Ideally, the catalyst itself is not chemically consumed during this process. Automotive emissions catalytic converters consist of special combinations of precious metals such as platinum, palladium and rhodium dispersed on high surface area carriers which in turn are coated onto the walls of ceramic or metallic monolithic structures. In the modern three-way catalytic converter, uncombusted fuel residues are oxidized with oxygen to produce carbon dioxide and water, nitrogen oxides are converted to ubiquitous nitrogen, and toxic carbon monoxide is oxidized with oxygen to carbon dioxide. Like this, a typical catalytic converter is capable of destroying around 98 percent of hydrocarbons, carbon monoxide and nitrogen oxides produced by the car's engine.
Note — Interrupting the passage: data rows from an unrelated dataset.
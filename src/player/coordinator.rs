use std::{
    future::Future,
    sync::{Arc, Mutex},
    time::Duration,
};

use tokio::task::JoinHandle;

use crate::state::{PlaybackSnapshot, Store};

use super::transport::PlaybackTransport;

/// Delay before touching the transport after a refresh, long enough for a
/// source reassignment triggered by the new state to settle.
const SETTLE_DELAY: Duration = Duration::from_millis(100);

/// Keeps server-driven refreshes inaudible.
///
/// Every mutating remote operation re-fetches playlist or queue state,
/// which can make the UI reset the transport source. Wrapping the
/// operation here preserves position and resume intent across the round
/// trip. The user's most recent explicit intent always wins: `user_paused`
/// is re-checked right before resuming, and a pause that lands during the
/// settling delay cancels the resume.
pub struct PlaybackCoordinator {
    store: Arc<Store>,
    transport: Arc<dyn PlaybackTransport>,
    settle_delay: Duration,
    /// At most one deferred resume is pending; a newer attempt aborts the
    /// older one.
    pending_resume: Mutex<Option<JoinHandle<()>>>,
}

impl PlaybackCoordinator {
    pub fn new(store: Arc<Store>, transport: Arc<dyn PlaybackTransport>) -> Self {
        Self {
            store,
            transport,
            settle_delay: SETTLE_DELAY,
            pending_resume: Mutex::new(None),
        }
    }

    pub fn with_settle_delay(mut self, delay: Duration) -> Self {
        self.settle_delay = delay;
        self
    }

    /// Snapshots playback intent, awaits `operation`, and — when the
    /// transport was actively playing and not user-paused — schedules a
    /// deferred seek-and-resume. A failing operation propagates unchanged
    /// and schedules nothing.
    pub async fn preserve_playback_during<T, E>(
        &self,
        operation: impl Future<Output = Result<T, E>>,
    ) -> Result<T, E> {
        let snapshot = self.store.preserve_playback_state();
        let result = operation.await?;

        if snapshot.is_playing && !snapshot.user_paused {
            self.schedule_resume(Some(snapshot));
        }
        Ok(result)
    }

    /// Resume shortly after a song selection or skip; manual pause intent
    /// was just cleared by the operation.
    pub fn request_autoplay(&self) {
        self.schedule_resume(None);
    }

    /// The transport paused without a user pause action (source swap,
    /// focus loss). Treat it as transient and resume, unless the user
    /// pauses first.
    pub fn on_transport_pause(&self) {
        if self.store.user_paused() {
            return;
        }
        self.schedule_resume(None);
    }

    fn schedule_resume(&self, snapshot: Option<PlaybackSnapshot>) {
        let store = self.store.clone();
        let transport = self.transport.clone();
        let delay = self.settle_delay;

        let task = tokio::spawn(async move {
            tokio::time::sleep(delay).await;

            // Re-check at the last moment: the user may have paused while
            // the request was in flight or during the delay.
            if store.user_paused() {
                return;
            }
            if let Some(snapshot) = &snapshot {
                transport.seek(snapshot.current_time).await;
            }
            transport.resume().await;
            if let Some(snapshot) = &snapshot {
                store.restore_playback_state(snapshot);
            }
        });

        if let Some(previous) = self.pending_resume.lock().unwrap().replace(task) {
            previous.abort();
        }
    }
}
use std::{fs::File, io, path::PathBuf, sync::Arc};

use directories::ProjectDirs;
use tracing_subscriber::{EnvFilter, fmt, layer::SubscriberExt, util::SubscriberInitExt};

/// Log file destination: the platform data dir, falling back to the
/// working directory.
fn log_directory() -> PathBuf {
    ProjectDirs::from("com", "tunedeck", "tunedeck")
        .map(|dirs| dirs.data_local_dir().to_path_buf())
        .unwrap_or_else(|| PathBuf::from("."))
}

/// Installs the global tracing subscriber, filtered by `TUNEDECK_LOG`
/// (defaulting to `info`) and writing to `tunedeck.log`. Call once from
/// the embedding application, before any store or service is built.
pub fn initialize_logging() -> io::Result<()> {
    let directory = log_directory();
    std::fs::create_dir_all(&directory)?;
    let log_file = File::create(directory.join("tunedeck.log"))?;

    let filter =
        EnvFilter::try_from_env("TUNEDECK_LOG").unwrap_or_else(|_| EnvFilter::new("info"));
    tracing_subscriber::registry()
        .with(filter)
        .with(fmt::layer().with_writer(Arc::new(log_file)).with_ansi(false))
        .init();
    Ok(())
}
mod app;
mod patch;
mod store;

pub use app::{AppState, PlayerState, PlaylistState, UiState, UpNextState};
pub use patch::{
    ModesPatch, PlayerPatch, PlaylistPatch, QueuePatch, StatePatch, UiPatch,
    UpNextPatch,
};
pub use store::{PlaybackSnapshot, Store};
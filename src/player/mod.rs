pub mod coordinator;
pub mod transport;

pub use coordinator::PlaybackCoordinator;
pub use transport::{DetachedTransport, PlaybackTransport};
The principle of a catalyst may be simple, but it's the details of the technological implementation that cause the headaches. The catalyst needs the right operating temperature and an accurately adjusted residual oxygen content in the exhaust gas. In today's catalytic converters, the oxygen content is measured and regulated by lambda sensors. Through a computer controlled feedback system the mixture of air and fuel entering the engine is adjusted to meet the requirements for the three-way catalyst to function.